> [INSTRUCTIONS FOR THE TASK]: Every line holding the string "match" should be copied from the listing.

%%

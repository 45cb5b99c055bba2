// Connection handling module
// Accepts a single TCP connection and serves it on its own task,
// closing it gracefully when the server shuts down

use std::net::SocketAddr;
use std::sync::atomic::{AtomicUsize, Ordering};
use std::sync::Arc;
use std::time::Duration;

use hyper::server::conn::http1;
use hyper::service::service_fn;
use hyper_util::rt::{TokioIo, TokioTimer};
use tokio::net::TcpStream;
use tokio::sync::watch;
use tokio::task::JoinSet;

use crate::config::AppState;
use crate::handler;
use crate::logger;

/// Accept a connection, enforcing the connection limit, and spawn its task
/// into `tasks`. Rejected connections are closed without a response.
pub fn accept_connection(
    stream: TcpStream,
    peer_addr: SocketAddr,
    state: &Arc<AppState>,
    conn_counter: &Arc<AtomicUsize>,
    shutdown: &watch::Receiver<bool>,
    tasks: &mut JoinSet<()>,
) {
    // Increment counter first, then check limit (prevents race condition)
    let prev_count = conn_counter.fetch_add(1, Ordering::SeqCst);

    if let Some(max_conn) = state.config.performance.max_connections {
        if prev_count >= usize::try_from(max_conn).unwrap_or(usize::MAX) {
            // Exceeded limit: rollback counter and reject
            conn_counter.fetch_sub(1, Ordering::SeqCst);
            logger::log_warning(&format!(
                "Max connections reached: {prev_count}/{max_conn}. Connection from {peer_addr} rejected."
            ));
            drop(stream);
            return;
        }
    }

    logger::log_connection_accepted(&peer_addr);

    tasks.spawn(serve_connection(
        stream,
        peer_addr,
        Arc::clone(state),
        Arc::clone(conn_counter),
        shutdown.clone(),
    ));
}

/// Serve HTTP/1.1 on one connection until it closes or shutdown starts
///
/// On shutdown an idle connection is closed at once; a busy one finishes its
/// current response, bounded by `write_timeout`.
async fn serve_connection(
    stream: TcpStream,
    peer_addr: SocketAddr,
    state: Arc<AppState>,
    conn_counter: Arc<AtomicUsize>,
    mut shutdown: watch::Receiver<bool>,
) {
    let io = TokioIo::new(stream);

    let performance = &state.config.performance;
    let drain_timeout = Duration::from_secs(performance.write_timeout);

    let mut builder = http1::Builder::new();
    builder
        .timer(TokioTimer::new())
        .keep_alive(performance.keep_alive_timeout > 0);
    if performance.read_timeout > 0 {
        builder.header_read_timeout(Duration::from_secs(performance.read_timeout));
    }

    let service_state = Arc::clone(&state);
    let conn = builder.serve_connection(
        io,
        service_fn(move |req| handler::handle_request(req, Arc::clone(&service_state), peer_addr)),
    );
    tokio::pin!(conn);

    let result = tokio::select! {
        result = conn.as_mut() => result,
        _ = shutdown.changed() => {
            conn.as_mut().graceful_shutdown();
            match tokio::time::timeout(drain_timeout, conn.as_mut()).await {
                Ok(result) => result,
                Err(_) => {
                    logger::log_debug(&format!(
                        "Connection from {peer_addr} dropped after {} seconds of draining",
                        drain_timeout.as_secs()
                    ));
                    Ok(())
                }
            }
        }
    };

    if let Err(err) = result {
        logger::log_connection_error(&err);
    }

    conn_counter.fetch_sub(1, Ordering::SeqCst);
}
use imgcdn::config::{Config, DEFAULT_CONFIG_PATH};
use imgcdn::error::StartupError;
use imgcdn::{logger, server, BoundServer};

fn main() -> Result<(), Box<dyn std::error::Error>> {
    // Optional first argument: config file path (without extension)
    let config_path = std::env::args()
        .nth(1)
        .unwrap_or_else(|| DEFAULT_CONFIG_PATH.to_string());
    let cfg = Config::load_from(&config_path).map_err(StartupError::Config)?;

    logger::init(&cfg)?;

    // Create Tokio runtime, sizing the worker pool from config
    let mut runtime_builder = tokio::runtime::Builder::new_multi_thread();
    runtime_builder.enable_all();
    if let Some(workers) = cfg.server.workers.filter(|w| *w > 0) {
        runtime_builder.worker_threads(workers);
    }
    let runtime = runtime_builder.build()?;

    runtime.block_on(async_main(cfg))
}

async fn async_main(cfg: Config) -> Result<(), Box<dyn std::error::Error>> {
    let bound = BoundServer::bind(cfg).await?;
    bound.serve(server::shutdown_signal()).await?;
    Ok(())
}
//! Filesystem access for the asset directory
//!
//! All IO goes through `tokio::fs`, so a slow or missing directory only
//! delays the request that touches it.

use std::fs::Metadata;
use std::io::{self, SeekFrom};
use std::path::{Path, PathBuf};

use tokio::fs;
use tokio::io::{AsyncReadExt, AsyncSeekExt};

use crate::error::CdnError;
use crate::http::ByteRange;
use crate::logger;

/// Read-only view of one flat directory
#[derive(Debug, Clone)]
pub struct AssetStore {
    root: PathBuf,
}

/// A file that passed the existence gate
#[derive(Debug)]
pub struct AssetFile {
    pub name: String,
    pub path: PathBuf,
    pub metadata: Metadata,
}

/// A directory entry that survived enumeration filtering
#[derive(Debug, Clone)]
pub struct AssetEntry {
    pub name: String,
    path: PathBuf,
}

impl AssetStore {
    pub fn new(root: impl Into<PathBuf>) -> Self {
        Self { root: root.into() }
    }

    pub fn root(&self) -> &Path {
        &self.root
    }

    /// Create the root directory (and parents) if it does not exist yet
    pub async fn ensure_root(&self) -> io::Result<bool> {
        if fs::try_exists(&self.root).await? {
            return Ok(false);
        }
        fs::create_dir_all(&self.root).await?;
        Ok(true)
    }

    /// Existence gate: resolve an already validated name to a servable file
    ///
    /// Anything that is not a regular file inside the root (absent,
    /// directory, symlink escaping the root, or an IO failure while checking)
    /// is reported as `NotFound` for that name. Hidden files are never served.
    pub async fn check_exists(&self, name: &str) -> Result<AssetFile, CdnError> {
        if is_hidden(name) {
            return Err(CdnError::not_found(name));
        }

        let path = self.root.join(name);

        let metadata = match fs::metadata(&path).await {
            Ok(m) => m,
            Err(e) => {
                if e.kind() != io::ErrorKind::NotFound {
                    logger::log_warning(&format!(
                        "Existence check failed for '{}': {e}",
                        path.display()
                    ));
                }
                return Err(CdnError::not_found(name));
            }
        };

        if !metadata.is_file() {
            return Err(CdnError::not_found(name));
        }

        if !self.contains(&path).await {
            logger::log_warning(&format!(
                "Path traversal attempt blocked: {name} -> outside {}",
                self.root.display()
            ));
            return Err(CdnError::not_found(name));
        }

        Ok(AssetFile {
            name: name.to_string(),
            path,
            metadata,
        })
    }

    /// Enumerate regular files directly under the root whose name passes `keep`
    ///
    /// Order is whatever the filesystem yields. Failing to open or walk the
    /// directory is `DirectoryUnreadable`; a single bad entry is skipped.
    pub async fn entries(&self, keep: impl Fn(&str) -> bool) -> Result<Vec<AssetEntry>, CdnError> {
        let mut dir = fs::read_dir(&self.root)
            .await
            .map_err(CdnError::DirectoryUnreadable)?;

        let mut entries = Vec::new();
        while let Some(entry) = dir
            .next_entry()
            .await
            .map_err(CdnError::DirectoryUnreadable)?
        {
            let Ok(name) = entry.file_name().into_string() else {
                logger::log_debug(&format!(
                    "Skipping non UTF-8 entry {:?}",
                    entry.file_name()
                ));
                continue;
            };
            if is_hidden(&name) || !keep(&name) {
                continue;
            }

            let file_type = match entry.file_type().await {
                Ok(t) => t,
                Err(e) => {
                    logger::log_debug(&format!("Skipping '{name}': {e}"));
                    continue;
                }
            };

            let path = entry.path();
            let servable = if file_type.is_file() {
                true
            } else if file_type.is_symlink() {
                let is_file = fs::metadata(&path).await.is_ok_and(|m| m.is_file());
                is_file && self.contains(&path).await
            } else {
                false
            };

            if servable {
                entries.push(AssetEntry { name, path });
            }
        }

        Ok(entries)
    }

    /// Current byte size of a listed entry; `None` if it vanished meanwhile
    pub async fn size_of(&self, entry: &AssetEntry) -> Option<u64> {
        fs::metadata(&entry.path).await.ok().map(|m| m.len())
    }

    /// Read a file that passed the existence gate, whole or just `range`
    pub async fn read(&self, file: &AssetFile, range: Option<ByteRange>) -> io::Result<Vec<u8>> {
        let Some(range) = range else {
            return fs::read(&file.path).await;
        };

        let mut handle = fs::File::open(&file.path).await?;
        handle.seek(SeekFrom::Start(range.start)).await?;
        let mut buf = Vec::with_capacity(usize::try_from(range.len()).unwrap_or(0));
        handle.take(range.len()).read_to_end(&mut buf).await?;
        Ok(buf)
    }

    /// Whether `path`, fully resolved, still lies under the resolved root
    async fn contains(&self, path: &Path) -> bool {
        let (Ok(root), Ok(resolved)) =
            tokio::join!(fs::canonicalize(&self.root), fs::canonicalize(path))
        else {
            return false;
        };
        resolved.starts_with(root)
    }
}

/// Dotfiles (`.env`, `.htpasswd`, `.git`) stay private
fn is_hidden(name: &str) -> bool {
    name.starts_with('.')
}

%%

> [ANSWER BOX]:
            match tokio::time::timeout(drain_timeout, conn.as_mut()).await {
        let metadata = match fs::metadata(&path).await {
            let file_type = match entry.file_type().await {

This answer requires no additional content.